▶ _Exercise objective_:
Print exactly the lines below between the line holding "unclosed element(s) at" and the line holding "config) because some", inclusive, and nothing more.

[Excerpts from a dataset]
..............................

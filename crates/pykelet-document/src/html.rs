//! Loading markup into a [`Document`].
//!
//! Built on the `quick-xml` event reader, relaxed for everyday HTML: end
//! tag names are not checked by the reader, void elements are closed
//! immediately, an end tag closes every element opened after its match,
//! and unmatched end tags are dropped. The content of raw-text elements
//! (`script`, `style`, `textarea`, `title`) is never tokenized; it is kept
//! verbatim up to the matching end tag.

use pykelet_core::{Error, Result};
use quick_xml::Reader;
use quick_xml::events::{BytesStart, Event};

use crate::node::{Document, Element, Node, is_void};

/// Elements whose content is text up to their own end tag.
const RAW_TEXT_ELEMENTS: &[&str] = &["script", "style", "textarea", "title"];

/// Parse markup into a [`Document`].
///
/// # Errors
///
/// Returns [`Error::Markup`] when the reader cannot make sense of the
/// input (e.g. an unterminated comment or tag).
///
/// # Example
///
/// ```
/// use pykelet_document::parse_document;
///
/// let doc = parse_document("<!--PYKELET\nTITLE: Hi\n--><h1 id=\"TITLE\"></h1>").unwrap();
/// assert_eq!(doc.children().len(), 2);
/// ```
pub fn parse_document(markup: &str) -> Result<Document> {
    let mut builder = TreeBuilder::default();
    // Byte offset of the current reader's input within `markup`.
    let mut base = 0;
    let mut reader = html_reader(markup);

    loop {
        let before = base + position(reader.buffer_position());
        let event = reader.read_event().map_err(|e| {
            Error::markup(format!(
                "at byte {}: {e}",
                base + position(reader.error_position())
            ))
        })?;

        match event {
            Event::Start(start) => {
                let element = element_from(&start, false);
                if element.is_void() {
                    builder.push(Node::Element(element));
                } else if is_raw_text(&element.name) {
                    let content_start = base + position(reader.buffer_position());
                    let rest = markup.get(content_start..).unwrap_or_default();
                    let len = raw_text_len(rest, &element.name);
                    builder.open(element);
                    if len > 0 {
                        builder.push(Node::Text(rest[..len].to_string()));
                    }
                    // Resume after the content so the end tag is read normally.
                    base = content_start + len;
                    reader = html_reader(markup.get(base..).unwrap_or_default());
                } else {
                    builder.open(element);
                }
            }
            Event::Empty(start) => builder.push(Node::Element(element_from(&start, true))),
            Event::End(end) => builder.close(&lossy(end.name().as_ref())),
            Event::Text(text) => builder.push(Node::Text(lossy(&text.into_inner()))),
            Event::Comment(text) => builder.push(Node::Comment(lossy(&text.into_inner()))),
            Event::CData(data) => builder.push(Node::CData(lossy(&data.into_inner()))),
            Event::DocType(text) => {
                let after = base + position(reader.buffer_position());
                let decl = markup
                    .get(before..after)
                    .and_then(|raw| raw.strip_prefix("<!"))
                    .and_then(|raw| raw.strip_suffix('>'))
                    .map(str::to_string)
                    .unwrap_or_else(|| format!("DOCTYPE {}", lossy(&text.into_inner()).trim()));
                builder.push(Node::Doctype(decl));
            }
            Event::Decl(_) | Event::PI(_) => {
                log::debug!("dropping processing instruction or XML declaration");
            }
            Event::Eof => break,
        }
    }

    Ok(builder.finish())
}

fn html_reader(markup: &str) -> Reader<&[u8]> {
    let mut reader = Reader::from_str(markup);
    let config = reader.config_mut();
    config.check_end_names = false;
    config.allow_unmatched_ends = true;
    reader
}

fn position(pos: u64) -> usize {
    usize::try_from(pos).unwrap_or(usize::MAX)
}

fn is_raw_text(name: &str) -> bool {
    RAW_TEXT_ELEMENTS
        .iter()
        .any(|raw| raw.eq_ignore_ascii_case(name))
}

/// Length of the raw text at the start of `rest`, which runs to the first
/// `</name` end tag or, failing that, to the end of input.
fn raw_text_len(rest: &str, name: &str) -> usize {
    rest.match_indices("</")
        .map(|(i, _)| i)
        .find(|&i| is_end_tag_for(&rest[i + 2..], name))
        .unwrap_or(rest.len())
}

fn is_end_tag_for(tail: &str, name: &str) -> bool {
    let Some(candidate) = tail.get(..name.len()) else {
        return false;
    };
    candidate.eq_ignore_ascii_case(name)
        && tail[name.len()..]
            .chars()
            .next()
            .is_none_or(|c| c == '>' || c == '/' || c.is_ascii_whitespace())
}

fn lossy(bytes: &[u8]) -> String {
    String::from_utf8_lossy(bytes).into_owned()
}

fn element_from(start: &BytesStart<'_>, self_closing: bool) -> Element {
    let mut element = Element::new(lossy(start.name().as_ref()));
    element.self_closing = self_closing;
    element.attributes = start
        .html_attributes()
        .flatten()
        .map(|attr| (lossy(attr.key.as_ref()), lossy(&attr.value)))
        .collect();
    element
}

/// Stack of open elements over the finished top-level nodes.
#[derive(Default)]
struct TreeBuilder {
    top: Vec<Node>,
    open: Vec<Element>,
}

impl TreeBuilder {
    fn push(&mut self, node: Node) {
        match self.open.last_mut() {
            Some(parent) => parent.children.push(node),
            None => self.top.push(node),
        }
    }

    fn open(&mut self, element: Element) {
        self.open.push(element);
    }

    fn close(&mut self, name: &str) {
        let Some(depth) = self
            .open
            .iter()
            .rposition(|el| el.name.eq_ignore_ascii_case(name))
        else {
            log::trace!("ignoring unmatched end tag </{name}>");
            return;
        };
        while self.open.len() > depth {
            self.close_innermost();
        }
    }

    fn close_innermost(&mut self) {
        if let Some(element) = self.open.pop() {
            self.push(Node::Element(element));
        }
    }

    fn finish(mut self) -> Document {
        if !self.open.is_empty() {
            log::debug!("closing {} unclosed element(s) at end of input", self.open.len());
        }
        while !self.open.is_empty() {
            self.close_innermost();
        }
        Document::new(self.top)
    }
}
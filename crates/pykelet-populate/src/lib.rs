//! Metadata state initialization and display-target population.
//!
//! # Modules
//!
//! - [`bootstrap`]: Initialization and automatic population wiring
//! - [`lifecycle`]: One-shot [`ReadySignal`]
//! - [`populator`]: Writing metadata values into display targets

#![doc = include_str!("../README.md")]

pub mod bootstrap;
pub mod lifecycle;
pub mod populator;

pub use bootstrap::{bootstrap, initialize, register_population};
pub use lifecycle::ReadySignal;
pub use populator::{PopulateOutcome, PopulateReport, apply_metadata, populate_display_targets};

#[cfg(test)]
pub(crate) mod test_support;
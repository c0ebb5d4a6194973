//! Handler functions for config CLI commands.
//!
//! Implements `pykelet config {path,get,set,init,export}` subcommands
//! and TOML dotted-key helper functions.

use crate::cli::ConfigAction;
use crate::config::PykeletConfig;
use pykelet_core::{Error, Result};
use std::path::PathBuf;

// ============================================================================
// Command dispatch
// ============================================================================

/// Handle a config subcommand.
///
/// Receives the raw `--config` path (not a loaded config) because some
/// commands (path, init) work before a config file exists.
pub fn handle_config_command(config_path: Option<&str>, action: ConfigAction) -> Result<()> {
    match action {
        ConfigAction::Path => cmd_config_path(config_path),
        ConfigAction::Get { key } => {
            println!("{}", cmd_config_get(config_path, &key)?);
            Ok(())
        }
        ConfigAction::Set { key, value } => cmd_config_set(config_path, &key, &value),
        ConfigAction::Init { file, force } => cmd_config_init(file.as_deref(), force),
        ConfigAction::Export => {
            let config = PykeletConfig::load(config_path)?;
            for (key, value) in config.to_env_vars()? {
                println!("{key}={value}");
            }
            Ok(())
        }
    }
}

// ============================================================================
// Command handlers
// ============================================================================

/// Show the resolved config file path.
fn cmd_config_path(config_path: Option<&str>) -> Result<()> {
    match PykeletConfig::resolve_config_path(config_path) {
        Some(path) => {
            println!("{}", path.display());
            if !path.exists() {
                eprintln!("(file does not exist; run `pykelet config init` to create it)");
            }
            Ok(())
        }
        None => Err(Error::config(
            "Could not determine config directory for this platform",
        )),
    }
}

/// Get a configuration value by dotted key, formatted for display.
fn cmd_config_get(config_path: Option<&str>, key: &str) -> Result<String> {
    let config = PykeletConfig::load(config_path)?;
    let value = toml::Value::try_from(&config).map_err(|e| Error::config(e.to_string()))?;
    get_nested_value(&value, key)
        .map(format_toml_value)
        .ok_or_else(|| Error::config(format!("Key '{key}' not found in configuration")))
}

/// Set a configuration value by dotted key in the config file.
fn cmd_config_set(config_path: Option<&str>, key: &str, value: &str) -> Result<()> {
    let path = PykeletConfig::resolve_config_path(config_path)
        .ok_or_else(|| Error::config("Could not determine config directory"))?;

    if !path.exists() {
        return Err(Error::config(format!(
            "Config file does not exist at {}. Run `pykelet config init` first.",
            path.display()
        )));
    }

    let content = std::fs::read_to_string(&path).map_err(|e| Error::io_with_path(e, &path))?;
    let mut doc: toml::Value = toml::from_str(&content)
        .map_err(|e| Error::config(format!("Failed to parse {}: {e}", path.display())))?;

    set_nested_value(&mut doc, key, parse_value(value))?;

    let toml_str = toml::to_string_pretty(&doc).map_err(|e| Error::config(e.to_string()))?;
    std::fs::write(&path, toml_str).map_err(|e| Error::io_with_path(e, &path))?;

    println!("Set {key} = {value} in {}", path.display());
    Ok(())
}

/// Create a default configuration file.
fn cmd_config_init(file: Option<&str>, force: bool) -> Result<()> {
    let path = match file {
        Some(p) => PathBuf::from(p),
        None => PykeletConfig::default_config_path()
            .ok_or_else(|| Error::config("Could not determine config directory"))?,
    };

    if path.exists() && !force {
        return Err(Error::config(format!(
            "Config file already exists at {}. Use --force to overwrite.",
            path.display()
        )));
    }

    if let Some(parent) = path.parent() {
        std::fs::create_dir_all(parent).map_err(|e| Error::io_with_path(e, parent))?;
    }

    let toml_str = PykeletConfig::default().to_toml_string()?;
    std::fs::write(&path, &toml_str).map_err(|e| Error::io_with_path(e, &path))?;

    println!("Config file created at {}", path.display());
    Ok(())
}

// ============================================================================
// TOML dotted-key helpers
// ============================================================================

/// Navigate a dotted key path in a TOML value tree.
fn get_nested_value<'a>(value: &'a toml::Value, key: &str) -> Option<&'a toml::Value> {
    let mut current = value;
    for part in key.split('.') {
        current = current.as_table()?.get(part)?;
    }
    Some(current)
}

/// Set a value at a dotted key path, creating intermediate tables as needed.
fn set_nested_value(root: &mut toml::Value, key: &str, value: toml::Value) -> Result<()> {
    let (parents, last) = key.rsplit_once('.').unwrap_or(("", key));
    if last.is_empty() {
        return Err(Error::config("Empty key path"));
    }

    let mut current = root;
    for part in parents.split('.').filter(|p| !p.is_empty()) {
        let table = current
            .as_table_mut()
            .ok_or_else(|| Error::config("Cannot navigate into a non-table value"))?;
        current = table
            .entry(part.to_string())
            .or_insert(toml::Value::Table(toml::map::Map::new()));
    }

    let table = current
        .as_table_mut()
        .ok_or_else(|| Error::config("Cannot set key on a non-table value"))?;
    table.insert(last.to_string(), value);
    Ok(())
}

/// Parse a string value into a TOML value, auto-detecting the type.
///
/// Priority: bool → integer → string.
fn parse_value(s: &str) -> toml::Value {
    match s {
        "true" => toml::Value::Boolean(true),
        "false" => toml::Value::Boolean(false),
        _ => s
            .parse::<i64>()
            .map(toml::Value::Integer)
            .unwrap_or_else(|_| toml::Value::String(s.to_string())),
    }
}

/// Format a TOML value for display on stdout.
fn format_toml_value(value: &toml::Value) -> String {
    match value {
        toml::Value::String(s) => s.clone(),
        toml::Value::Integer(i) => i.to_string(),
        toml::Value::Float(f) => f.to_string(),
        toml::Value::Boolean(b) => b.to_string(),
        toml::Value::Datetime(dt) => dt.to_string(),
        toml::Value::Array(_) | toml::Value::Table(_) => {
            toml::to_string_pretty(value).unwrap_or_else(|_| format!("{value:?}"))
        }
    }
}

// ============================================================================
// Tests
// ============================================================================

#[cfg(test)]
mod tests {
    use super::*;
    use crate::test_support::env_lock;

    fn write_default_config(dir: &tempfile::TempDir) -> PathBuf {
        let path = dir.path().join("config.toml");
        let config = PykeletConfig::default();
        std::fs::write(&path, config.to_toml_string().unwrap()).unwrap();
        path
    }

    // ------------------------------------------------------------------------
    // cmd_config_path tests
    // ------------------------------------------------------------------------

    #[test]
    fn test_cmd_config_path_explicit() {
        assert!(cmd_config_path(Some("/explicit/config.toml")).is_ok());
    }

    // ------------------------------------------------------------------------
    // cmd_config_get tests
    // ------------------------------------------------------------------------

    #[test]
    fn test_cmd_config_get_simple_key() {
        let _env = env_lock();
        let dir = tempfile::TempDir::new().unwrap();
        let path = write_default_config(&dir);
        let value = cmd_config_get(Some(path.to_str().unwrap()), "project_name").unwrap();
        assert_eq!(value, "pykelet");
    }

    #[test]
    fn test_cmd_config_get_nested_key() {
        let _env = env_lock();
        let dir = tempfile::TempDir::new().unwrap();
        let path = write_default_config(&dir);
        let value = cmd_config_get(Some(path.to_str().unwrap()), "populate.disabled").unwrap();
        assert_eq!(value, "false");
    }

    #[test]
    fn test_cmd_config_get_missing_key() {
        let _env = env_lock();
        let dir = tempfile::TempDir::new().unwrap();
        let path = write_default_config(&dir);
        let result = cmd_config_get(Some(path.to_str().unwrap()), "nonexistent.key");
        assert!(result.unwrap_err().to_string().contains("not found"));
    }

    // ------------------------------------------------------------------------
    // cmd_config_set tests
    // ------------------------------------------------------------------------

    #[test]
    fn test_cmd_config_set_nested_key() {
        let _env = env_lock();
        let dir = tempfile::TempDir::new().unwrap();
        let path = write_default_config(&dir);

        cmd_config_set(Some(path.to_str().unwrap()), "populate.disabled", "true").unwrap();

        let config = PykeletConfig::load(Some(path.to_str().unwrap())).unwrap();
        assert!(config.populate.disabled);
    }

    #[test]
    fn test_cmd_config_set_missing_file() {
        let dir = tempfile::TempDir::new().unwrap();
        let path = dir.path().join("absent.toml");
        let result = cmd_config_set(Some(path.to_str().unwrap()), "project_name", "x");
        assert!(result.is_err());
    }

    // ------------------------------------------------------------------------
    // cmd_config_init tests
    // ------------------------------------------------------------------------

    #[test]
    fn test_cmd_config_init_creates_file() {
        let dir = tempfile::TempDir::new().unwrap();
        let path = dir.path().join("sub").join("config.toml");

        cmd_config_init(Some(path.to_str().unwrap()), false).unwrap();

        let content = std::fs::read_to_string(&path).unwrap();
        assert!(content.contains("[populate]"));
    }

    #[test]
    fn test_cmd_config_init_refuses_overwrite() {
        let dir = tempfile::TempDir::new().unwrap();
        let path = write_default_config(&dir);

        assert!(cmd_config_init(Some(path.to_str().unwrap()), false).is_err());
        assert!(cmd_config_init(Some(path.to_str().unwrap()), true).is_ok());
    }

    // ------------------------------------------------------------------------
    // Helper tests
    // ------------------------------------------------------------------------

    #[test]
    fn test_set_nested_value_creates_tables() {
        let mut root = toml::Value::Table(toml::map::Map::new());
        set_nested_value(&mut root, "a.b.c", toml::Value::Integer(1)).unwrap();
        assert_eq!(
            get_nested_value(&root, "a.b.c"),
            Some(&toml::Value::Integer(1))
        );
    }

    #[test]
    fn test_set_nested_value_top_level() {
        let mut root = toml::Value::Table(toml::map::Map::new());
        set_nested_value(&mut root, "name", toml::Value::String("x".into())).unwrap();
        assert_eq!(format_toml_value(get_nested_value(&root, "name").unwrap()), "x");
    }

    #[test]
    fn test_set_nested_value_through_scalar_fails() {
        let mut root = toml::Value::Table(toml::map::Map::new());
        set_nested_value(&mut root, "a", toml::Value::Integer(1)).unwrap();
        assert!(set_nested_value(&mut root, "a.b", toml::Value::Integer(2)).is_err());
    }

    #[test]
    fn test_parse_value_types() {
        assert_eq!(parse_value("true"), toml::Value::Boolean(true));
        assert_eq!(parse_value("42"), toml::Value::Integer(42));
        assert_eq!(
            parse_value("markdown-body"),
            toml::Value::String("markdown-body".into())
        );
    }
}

..............................

▶ _The answer_:
            log::debug!("closing {} unclosed element(s) at end of input", self.open.len());
        }
        while !self.open.is_empty() {
            self.close_innermost();
        }
        Document::new(self.top)
    }
}
filename crates/pykelet-populate/src/lib.rs
//! Metadata state initialization and display-target population.
//!
//! # Modules
//!
//! - [`bootstrap`]: Initialization and automatic population wiring
//! - [`lifecycle`]: One-shot [`ReadySignal`]
//! - [`populator`]: Writing metadata values into display targets

#![doc = include_str!("../README.md")]

pub mod bootstrap;
pub mod lifecycle;
pub mod populator;

pub use bootstrap::{bootstrap, initialize, register_population};
pub use lifecycle::ReadySignal;
pub use populator::{PopulateOutcome, PopulateReport, apply_metadata, populate_display_targets};

#[cfg(test)]
pub(crate) mod test_support;
repository c0ebb5d4a6194973
//! Handler functions for config CLI commands.
//!
//! Implements `pykelet config {path,get,set,init,export}` subcommands
//! and TOML dotted-key helper functions.

use crate::cli::ConfigAction;
use crate::config::PykeletConfig;
use pykelet_core::{Error, Result};
use std::path::PathBuf;

// ============================================================================
// Command dispatch
// ============================================================================

/// Handle a config subcommand.
///
/// Receives the raw `--config` path (not a loaded config) because some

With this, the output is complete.